Ganance CEO Alex Ocampo would meet with the third-party company weekly, taking the image of their reporting and putting it into a Dataspace. He would get a text summary of that information and then place it alongside other widgets in the Dataspace to create a comprehensive, beautiful view of how their paid ad efforts were affecting their overall social media presence and waitlist signups. 

This easy and elegant report keeps everybody on the same page and is shareable among different stakeholders. Plus, it helped put the company's larger social media goals into perspective. 

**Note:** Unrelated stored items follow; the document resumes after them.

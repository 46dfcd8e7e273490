//! `git status --porcelain` (v1) input.
//!
//! Each line is `XY path`, where `X` is the index column and `Y` the
//! worktree column. Renames and copies are written `XY old -> new`; only the
//! new path is kept. Paths git wrote C-style quoted (spaces, control
//! characters, non-ASCII bytes) are unquoted, and the trailing `/` git puts on
//! an untracked directory is dropped. Parsing yields a stageable [`ChangeSet`] together with
//! the staging state each path had, so callers can seed a staging index.

use difftree_types::{segments, DeltaStatus, StagedState};
use tracing::debug;

use crate::change_set::{ChangeEntry, ChangeSet};
use crate::error::{DiffError, DiffResult};

const RENAME_ARROW: &str = " -> ";

/// One parsed porcelain line.
#[derive(Clone, Debug, PartialEq, Eq)]
pub struct PorcelainEntry {
    pub path: String,
    /// Index column.
    pub index: char,
    /// Worktree column.
    pub worktree: char,
}

impl PorcelainEntry {
    fn is_untracked(&self) -> bool {
        self.index == '?' && self.worktree == '?'
    }

    fn is_ignored(&self) -> bool {
        self.index == '!' && self.worktree == '!'
    }

    fn is_conflicted(&self) -> bool {
        self.index == 'U'
            || self.worktree == 'U'
            || (self.index == 'A' && self.worktree == 'A')
            || (self.index == 'D' && self.worktree == 'D')
    }

    /// Status shown for this path: the worktree column when set, otherwise
    /// the index column.
    pub fn delta_status(&self) -> DiffResult<DeltaStatus> {
        if self.is_conflicted() {
            return Ok(DeltaStatus::Conflicted);
        }
        if self.is_untracked() {
            return Ok(DeltaStatus::Untracked);
        }
        if self.is_ignored() {
            return Ok(DeltaStatus::Ignored);
        }
        let column = if self.worktree != ' ' {
            self.worktree
        } else {
            self.index
        };
        column_status(column)
    }

    /// What the index would report for this path.
    pub fn staged_state(&self) -> StagedState {
        if self.is_conflicted() {
            StagedState::Conflicted
        } else if self.is_untracked() || self.is_ignored() || self.index == ' ' {
            StagedState::Unstaged
        } else if self.worktree == ' ' {
            StagedState::Staged
        } else {
            StagedState::PartiallyStaged
        }
    }
}

fn column_status(column: char) -> DiffResult<DeltaStatus> {
    let status = match column {
        'M' => DeltaStatus::Modified,
        'A' => DeltaStatus::Added,
        'D' => DeltaStatus::Deleted,
        'R' => DeltaStatus::Renamed,
        'C' => DeltaStatus::Copied,
        'T' => DeltaStatus::Typechange,
        other => DeltaStatus::from_char(other)?,
    };
    Ok(status)
}

/// A parsed porcelain listing.
#[derive(Clone, Debug, PartialEq, Eq)]
pub struct PorcelainStatus {
    pub entries: Vec<PorcelainEntry>,
}

impl PorcelainStatus {
    /// The stageable change-set described by the listing.
    pub fn change_set(&self) -> DiffResult<ChangeSet> {
        let entries = self
            .entries
            .iter()
            .map(|e| Ok(ChangeEntry::new(e.path.clone(), e.delta_status()?)))
            .collect::<DiffResult<Vec<_>>>()?;
        Ok(ChangeSet::status(entries))
    }

    /// `(path, state)` pairs for seeding a staging index.
    pub fn staged_states(&self) -> Vec<(String, StagedState)> {
        self.entries
            .iter()
            .map(|e| (e.path.clone(), e.staged_state()))
            .collect()
    }
}

/// Parse porcelain v1 output. Blank lines are skipped.
pub fn parse_porcelain(input: &str) -> DiffResult<PorcelainStatus> {
    let mut entries = Vec::new();
    for (number, line) in input.lines().enumerate() {
        if line.trim().is_empty() {
            continue;
        }
        entries.push(parse_line(number + 1, line)?);
    }
    debug!(entries = entries.len(), "parsed porcelain status");
    Ok(PorcelainStatus { entries })
}

fn parse_line(line_no: usize, line: &str) -> DiffResult<PorcelainEntry> {
    let parse_err = |reason: &str| DiffError::Parse {
        line: line_no,
        reason: reason.to_string(),
    };

    let mut chars = line.chars();
    let (Some(index), Some(worktree), Some(' ')) = (chars.next(), chars.next(), chars.next())
    else {
        return Err(parse_err("expected two status columns followed by a space"));
    };
    let rest = chars.as_str();
    let raw = match rest.rsplit_once(RENAME_ARROW) {
        Some((_, new_path)) if matches!(index, 'R' | 'C') => new_path,
        _ => rest,
    };
    let mut path = unquote(raw).map_err(|reason| parse_err(&reason))?;
    if path.len() > 1 && path.ends_with('/') {
        path.pop();
    }
    segments(&path).map_err(|e| parse_err(&e.to_string()))?;

    let entry = PorcelainEntry {
        path,
        index,
        worktree,
    };
    // Unknown columns fail here, not later in change_set().
    entry.delta_status().map_err(|e| parse_err(&e.to_string()))?;
    Ok(entry)
}

/// Undo git's C-style path quoting. Unquoted input is returned as is.
fn unquote(raw: &str) -> Result<String, String> {
    let Some(inner) = raw
        .strip_prefix('"')
        .and_then(|rest| rest.strip_suffix('"'))
    else {
        return Ok(raw.to_string());
    };

    let mut bytes = Vec::with_capacity(inner.len());
    let mut chars = inner.chars();
    while let Some(ch) = chars.next() {
        if ch != '\\' {
            let mut buf = [0u8; 4];
            bytes.extend_from_slice(ch.encode_utf8(&mut buf).as_bytes());
            continue;
        }
        let byte = match chars.next() {
            Some('\\') => b'\\',
            Some('"') => b'"',
            Some('a') => 0x07,
            Some('b') => 0x08,
            Some('t') => b'\t',
            Some('n') => b'\n',
            Some('v') => 0x0b,
            Some('f') => 0x0c,
            Some('r') => b'\r',
            Some(first @ '0'..='3') => {
                let digits: String = std::iter::once(first).chain(chars.by_ref().take(2)).collect();
                u8::from_str_radix(&digits, 8)
                    .map_err(|_| format!("bad octal escape in quoted path: \\{digits}"))?
            }
            other => return Err(format!("bad escape in quoted path: {other:?}")),
        };
        bytes.push(byte);
    }
    String::from_utf8(bytes).map_err(|_| "quoted path is not valid UTF-8".to_string())
}

#[cfg(test)]
mod tests {
    use super::*;
    use crate::view::ChangeSetView;

    const SAMPLE: &str = "\
M  src/staged.rs
 M src/unstaged.rs
MM src/partial.rs
?? notes/todo.txt
UU merge/conflict.rs
R  old/name.rs -> new/name.rs

A  docs/new.md
";

    #[test]
    fn parses_every_non_blank_line() {
        let status = parse_porcelain(SAMPLE).unwrap();
        assert_eq!(status.entries.len(), 7);
        assert_eq!(status.entries[5].path, "new/name.rs");
        assert_eq!(status.entries[5].index, 'R');
    }

    #[test]
    fn staged_states_follow_the_columns() {
        let status = parse_porcelain(SAMPLE).unwrap();
        let states: Vec<StagedState> = status.staged_states().into_iter().map(|(_, s)| s).collect();
        assert_eq!(
            states,
            vec![
                StagedState::Staged,
                StagedState::Unstaged,
                StagedState::PartiallyStaged,
                StagedState::Unstaged,
                StagedState::Conflicted,
                StagedState::Staged,
                StagedState::Staged,
            ]
        );
    }

    #[test]
    fn change_set_uses_worktree_column_first() {
        let cs = parse_porcelain(SAMPLE).unwrap().change_set().unwrap();
        assert!(cs.is_status_diff());
        assert_eq!(cs.status(0), Some(DeltaStatus::Modified));
        assert_eq!(cs.status(3), Some(DeltaStatus::Untracked));
        assert_eq!(cs.status(4), Some(DeltaStatus::Conflicted));
        assert_eq!(cs.status(5), Some(DeltaStatus::Renamed));
        assert_eq!(cs.status(6), Some(DeltaStatus::Added));
        assert_eq!(cs.status_summary("src"), "M");
    }

    #[test]
    fn ignored_entries_are_unstaged() {
        let status = parse_porcelain("!! target/debug\n").unwrap();
        assert_eq!(status.entries[0].delta_status().unwrap(), DeltaStatus::Ignored);
        assert_eq!(status.entries[0].staged_state(), StagedState::Unstaged);
    }

    #[test]
    fn short_or_malformed_lines_are_rejected() {
        let err = parse_porcelain("M\n").unwrap_err();
        assert!(matches!(err, DiffError::Parse { line: 1, .. }));

        let err = parse_porcelain("M  ok.rs\nMMxbad.rs\n").unwrap_err();
        assert!(matches!(err, DiffError::Parse { line: 2, .. }));

        let err = parse_porcelain("M  a//b.rs\n").unwrap_err();
        assert!(matches!(err, DiffError::Parse { line: 1, .. }));
    }

    #[test]
    fn untracked_directories_drop_the_trailing_slash() {
        let status = parse_porcelain(" M src/a.rs\n?? newdir/\n?? src/gen/\n").unwrap();
        let paths: Vec<&str> = status.entries.iter().map(|e| e.path.as_str()).collect();
        assert_eq!(paths, vec!["src/a.rs", "newdir", "src/gen"]);
        assert_eq!(status.entries[1].delta_status().unwrap(), DeltaStatus::Untracked);

        let cs = status.change_set().unwrap();
        assert_eq!(cs.paths_under("src"), vec!["src/a.rs", "src/gen"]);
    }

    #[test]
    fn quoted_paths_are_unquoted() {
        let input = "?? \"a b.txt\"\nR  \"old name.rs\" -> \"new name.rs\"\n M \"caf\\303\\251.txt\"\n?? \"tab\\there\"\n";
        let status = parse_porcelain(input).unwrap();
        let paths: Vec<&str> = status.entries.iter().map(|e| e.path.as_str()).collect();
        assert_eq!(paths, vec!["a b.txt", "new name.rs", "café.txt", "tab\there"]);
    }

    #[test]
    fn bad_quoting_is_rejected() {
        let err = parse_porcelain("?? \"bad\\qescape\"\n").unwrap_err();
        assert!(matches!(err, DiffError::Parse { line: 1, .. }));

        let err = parse_porcelain("?? \"\\377\"\n").unwrap_err();
        assert!(matches!(err, DiffError::Parse { line: 1, .. }));
    }

    #[test]
    fn unknown_status_column_is_rejected() {
        let err = parse_porcelain("Z  file.rs\n").unwrap_err();
        assert!(matches!(err, DiffError::Parse { line: 1, .. }));
    }
}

"We were seeing the followers grow and seeing the waitlist grow, and we started looking at our social media at a macro level," Ocampo says. The team decided this growing presence could serve a larger purpose in the direct-to-consumer ecosystem.

"This needs to be a place where we can answer FAQ and understand at how we’re presenting ourself as a brand," Ocampo says. "We need to push out content that answers things we feel haven’t been answered well; run a weekly AMA; we have to look at our social media and ask if it’s representing us."

A clever use of mixed tech inside a Dataspace to create elegant and readable reports.

Experimenting With Other Use Cases

One of the cool things about using RootNote for your startup is that it can slot in to help with particular areas you may not have previously considered. For instance, Ganance Associate Director of Development Tyler Nolan started creating a list of potential influencers the company would want to work with. Nolan would add them as creators and connect their publicly available information in order to track them over time. The use of the All Creators Summary can help visualize this immediately. 

The thinking is — if you're interested in doing your own influencer outreach, you'll probably need to make a list of these creators at some point. Why not make it in RootNote, where you can also track their growth and tag and evaluate the different types of creators you may want to work with at different stages? Before using RootNote, it was mostly just spreadsheets — a clunky, unattractive, manual solution that most business owners are far too familiar with.

Nolan also started utilizing Dataspaces to better analyze the company's growing customer funnel. "If people aren't giving us their emails, or not converting to pre-orders, we want to know where they're falling off," Nolan says. Ultimately, the goal comes back to understanding how paid social media efforts are impacting various areas of the brand and business. 


After Using RootNote

Introducing a whole new strategy into your business can be intimidating. But Ganance approached their direct-to-consumer strategy from a place of openness and data acquisition, and it's led to growth in ways they previously hadn't experienced. 

Before using Dataspaces, Ganance was generally unaware of their social growth and not focused on their social presence. They only really knew about the metrics if they opened the app and happened to see what had changed. With a new focus on social, they immediately started employing Dataspaces to monitor growth. By incorporating outside data along with their own social, they created an easily updatable space that any stakeholders could see. 

The company also started tracking potential influencer partners, as well as experimented with funnel analysis to better understand how their focus on direct-to-consumer is working. 

When something is more fun to do, you're more likely to do it. Comparing RootNote to a platform like Google Analytics, Nolan says the nice thing about RootNote is that it's intuitive and clear on how to put it together. "RootNote is a great way to put it together," Nolan says. "It let’s me do the thing I want to do and see the thing I want to see. It’s visually appealing and easy to present. And it's really cool to segment data based on what content that data came from." 

The Bottom Line

When it comes to exploring new strategies with content, there are tons of unknowns. By partnering with an experienced third party company and utilizing Dataspaces, Ganance shows how every company needs a good ecosystem of tools and services to better understand their business. While RootNote is one tool in that toolset — one that is constantly evolving and improving — having an easy and elegant solution can make a world of difference when it comes to following through with new initiatives.